Dr Walcott explained that the transformation is about ensuring the content medical doctors are learning is on par with international benchmarks and pegged to ensure doctors are globally competitive.

“It is focused on the delivery aspect of health-care education – how do we optimise the engine for health-care delivery in terms of how content is structured? How can we leverage and use technology to optimise delivery? How do we use all these sort of innovative technologies to make the process more efficient, and so we've done some things in 3D printing? We've used the tools of the Fourth Industrial Revolution as a part of our teaching tools. We plan to develop our ecosystem where those tools such as 3D printing are used in the delivery of medical education,” he said.

Regarding innovation, Dr Walcott said the partnership will also expose students to a range of career opportunities in medicine, outside of seeing patients in a clinical setting.
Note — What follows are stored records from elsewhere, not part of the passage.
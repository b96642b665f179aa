//! Context strategy for managing the conversation window sent to a
//! provider. Shared by provider-side truncation here and by
//! `quarry-conversation`'s history compaction — both trim the same
//! `ProviderMessage` sequence, just at different points in the pipeline.

use crate::types::{ContentPart, ProviderMessage};

/// Strategy for keeping a message list under a provider's context window.
///
/// Implementations: [`NoCompaction`] (passthrough), `SlidingWindow` in
/// `quarry-context` (drop oldest messages, keep a recent tail).
pub trait ContextStrategy: Send + Sync {
    /// Estimate token count for a message list.
    fn token_estimate(&self, messages: &[ProviderMessage]) -> usize;

    /// Whether compaction should run given the current messages and limit.
    fn should_compact(&self, messages: &[ProviderMessage], limit: usize) -> bool;

    /// Compact the message list. Returns a shorter (or equal) list.
    fn compact(&self, messages: Vec<ProviderMessage>) -> Vec<ProviderMessage>;
}

/// A no-op context strategy that never compacts. Useful for short
/// conversations, or when a provider truncates its own context natively.
pub struct NoCompaction;

impl ContextStrategy for NoCompaction {
    fn token_estimate(&self, messages: &[ProviderMessage]) -> usize {
        // Rough estimate: 4 chars per token.
        messages
            .iter()
            .flat_map(|m| &m.content)
            .map(|part| match part {
                ContentPart::Text { text } => text.len() / 4,
            })
            .sum()
    }

    fn should_compact(&self, _messages: &[ProviderMessage], _limit: usize) -> bool {
        false
    }

    fn compact(&self, messages: Vec<ProviderMessage>) -> Vec<ProviderMessage> {
        messages
    }
}
//! Basic usage of the Anthropic provider.
//!
//! Set ANTHROPIC_API_KEY in your environment and run:
//!   cargo run --example basic -p quarry-provider-anthropic

use quarry_provider::provider::Provider;
use quarry_provider::types::{GenerateRequest, ProviderMessage, Role};
use quarry_provider_anthropic::AnthropicProvider;

#[tokio::main]
async fn main() -> Result<(), Box<dyn std::error::Error>> {
    let api_key = std::env::var("ANTHROPIC_API_KEY")
        .expect("ANTHROPIC_API_KEY environment variable must be set");

    let provider = AnthropicProvider::new(api_key);

    let request = GenerateRequest::new(
        "claude-haiku-4-5-20251001",
        vec![ProviderMessage::text(
            Role::User,
            "Say hello in one sentence.",
        )],
        128,
    );

    let response = provider.generate(request).await?;
    println!("Response: {}", response.text());
    println!(
        "Tokens: {} in / {} out",
        response.usage.input_tokens, response.usage.output_tokens
    );

    Ok(())
}
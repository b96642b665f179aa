//! InMemoryStore — HashMap-backed StateStore for testing.

use crate::effect::Scope;
use crate::error::StateError;
use crate::state::{SearchResult, StateStore};
use async_trait::async_trait;
use std::collections::HashMap;
use std::sync::RwLock;

/// In-memory state store backed by a `HashMap` behind a `RwLock`.
/// Scopes are serialized to strings as map keys for simplicity.
pub struct InMemoryStore {
    data: RwLock<HashMap<(String, String), serde_json::Value>>,
}

impl InMemoryStore {
    /// Create a new empty store.
    pub fn new() -> Self {
        Self {
            data: RwLock::new(HashMap::new()),
        }
    }
}

impl Default for InMemoryStore {
    fn default() -> Self {
        Self::new()
    }
}

fn scope_key(scope: &Scope) -> String {
    serde_json::to_string(scope).unwrap_or_default()
}

#[async_trait]
impl StateStore for InMemoryStore {
    async fn read(
        &self,
        scope: &Scope,
        key: &str,
    ) -> Result<Option<serde_json::Value>, StateError> {
        let data = self.data.read().map_err(|e| StateError::Other(e.to_string().into()))?;
        Ok(data.get(&(scope_key(scope), key.to_owned())).cloned())
    }

    async fn write(
        &self,
        scope: &Scope,
        key: &str,
        value: serde_json::Value,
    ) -> Result<(), StateError> {
        let mut data = self.data.write().map_err(|e| StateError::WriteFailed(e.to_string()))?;
        data.insert((scope_key(scope), key.to_owned()), value);
        Ok(())
    }

    async fn delete(
        &self,
        scope: &Scope,
        key: &str,
    ) -> Result<(), StateError> {
        let mut data = self.data.write().map_err(|e| StateError::WriteFailed(e.to_string()))?;
        data.remove(&(scope_key(scope), key.to_owned()));
        Ok(())
    }

    async fn list(
        &self,
        scope: &Scope,
        prefix: &str,
    ) -> Result<Vec<String>, StateError> {
        let data = self.data.read().map_err(|e| StateError::Other(e.to_string().into()))?;
        let sk = scope_key(scope);
        Ok(data
            .keys()
            .filter(|(s, k)| s == &sk && k.starts_with(prefix))
            .map(|(_, k)| k.clone())
            .collect())
    }

    async fn search(
        &self,
        _scope: &Scope,
        _query: &str,
        _limit: usize,
    ) -> Result<Vec<SearchResult>, StateError> {
        // InMemoryStore doesn't support semantic search.
        Ok(vec![])
    }
}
“There's a traditional belief that if you're in Jamaica and you want a career in health care, then go and be a doctor or if you're a medical doctor, then go and be a clinical specialist. So you finish med school, get into a residency programme, become a surgeon. We believe in a different approach whereby the spectrum of opportunities that are accessible to medical doctors extends well beyond being a clinical specialist. You can go into academia, entrepreneurship, management, consulting. There's a spectrum of opportunities and we have an approach to ensure that doctors graduating are not only trained to be internationally competitive but are also aware of the spectrum of opportunities [available] to them as medical doctors,” Dr Walcott said, pointing out that while he is a medical doctor he has had experience in academia through his PhD, he is an entrepreneur and also does health-care investing and consulting.

Further, Dr Walcott said the global health-care market requires this level of innovation if there is expectation of progress and advancement.

“If you're not immersed in an environment where innovation is constantly taking place you're going to naturally be left behind. So students in New York or San Francisco have the benefit of constantly seeing these new technologies being born, whereas in smaller ecosystems we don't have that luxury. We want to bring First World exposure to health care, innovation and medical education into the Caribbean,” he said.

Meanwhile, Dr Walcott said the partnership will help train students to sit the United States Medical Licensing Exam to help advance the growth of our own medical training programme.

“Our portfolio company in medical education is called First Step. First Step trains students to sit international examinations. It's valuable on several fronts. The students knowledge bases are forced to be on par with international counterparts and it's going to be important for our medical doctors to be able to leave, go abroad and amass the resources they need to be able to contribute to our health-care economy. So, we train students to be internationally competitive,” he said.

He said this exposure will also stem brain drain and aid medical tourism.

“If you can develop health-care services to a point where international clientèle start looking at your system and that has happened in small places including small countries, including Singapore, including Barbados for fertility care, then the question of having international doctors come back is no longer a liability but an asset.We don't believe in brain drain. But if you cut off the channels for international exposure at some point you are not left with any brains to drain. There has to be a level of bidirectional exchange between us and markets in the US. Our mandate is to encourage individuals to get exposure at leading institutions and bring that exposure back to Jamaica,” Dr Walcott said.